Exercise: Reply with nothing but how many lines in the entries below include "FieldDescriptor".

Segment Start: Data for analysis

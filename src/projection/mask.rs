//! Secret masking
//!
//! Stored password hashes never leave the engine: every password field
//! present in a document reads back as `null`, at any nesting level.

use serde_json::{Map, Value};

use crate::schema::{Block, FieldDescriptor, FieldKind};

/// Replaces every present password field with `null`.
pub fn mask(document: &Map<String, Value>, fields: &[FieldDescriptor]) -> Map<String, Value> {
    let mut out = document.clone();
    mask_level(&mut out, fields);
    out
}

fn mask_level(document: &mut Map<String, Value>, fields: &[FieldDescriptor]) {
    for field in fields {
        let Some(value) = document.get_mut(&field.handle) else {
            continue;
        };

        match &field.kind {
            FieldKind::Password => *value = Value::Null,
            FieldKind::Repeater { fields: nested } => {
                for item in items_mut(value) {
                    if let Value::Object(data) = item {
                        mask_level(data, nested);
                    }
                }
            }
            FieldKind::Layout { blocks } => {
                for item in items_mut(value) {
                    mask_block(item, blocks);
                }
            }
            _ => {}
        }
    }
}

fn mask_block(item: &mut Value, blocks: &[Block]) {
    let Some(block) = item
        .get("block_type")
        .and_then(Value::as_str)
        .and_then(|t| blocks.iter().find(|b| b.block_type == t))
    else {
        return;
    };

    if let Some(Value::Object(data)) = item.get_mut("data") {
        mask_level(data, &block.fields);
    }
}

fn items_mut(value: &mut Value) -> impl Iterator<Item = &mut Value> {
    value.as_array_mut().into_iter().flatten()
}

Segment End: Data for analysis
Segment Start: Data for analysis

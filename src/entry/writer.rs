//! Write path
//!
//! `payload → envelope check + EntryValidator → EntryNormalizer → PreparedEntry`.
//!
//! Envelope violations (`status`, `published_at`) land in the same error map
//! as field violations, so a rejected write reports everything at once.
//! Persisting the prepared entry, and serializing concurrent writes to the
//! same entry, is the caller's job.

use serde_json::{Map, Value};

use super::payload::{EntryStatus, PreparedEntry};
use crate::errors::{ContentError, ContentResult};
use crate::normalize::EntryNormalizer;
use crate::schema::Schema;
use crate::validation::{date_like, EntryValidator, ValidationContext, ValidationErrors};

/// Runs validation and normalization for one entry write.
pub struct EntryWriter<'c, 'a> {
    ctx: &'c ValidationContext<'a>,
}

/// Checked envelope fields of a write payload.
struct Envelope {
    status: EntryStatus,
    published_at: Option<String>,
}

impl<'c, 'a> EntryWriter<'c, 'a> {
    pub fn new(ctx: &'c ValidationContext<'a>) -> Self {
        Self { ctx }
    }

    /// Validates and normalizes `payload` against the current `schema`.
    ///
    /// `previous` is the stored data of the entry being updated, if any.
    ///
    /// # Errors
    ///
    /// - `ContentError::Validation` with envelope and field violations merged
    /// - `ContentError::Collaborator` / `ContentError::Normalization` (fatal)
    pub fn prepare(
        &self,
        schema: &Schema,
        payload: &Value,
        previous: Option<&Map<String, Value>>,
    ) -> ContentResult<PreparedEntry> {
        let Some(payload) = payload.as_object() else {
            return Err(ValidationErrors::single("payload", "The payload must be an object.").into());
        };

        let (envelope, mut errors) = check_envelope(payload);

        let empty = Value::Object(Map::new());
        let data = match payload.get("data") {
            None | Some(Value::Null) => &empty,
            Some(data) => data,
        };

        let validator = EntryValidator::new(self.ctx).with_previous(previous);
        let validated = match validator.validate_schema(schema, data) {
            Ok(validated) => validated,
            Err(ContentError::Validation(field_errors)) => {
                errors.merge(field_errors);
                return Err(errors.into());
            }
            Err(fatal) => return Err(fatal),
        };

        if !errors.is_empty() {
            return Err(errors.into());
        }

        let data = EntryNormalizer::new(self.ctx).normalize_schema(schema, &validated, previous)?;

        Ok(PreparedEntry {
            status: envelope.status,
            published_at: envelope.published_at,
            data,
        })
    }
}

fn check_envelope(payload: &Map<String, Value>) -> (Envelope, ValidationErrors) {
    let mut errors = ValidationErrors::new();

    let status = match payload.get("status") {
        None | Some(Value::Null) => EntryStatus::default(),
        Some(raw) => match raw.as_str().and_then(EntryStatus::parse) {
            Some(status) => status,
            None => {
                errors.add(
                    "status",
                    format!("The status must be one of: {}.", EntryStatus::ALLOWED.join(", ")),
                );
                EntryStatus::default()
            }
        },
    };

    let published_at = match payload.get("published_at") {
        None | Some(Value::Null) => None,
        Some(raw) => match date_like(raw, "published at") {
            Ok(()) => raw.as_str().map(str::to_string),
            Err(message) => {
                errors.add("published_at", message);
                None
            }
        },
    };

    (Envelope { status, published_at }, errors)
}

Segment End: Data for analysis

Task result: 3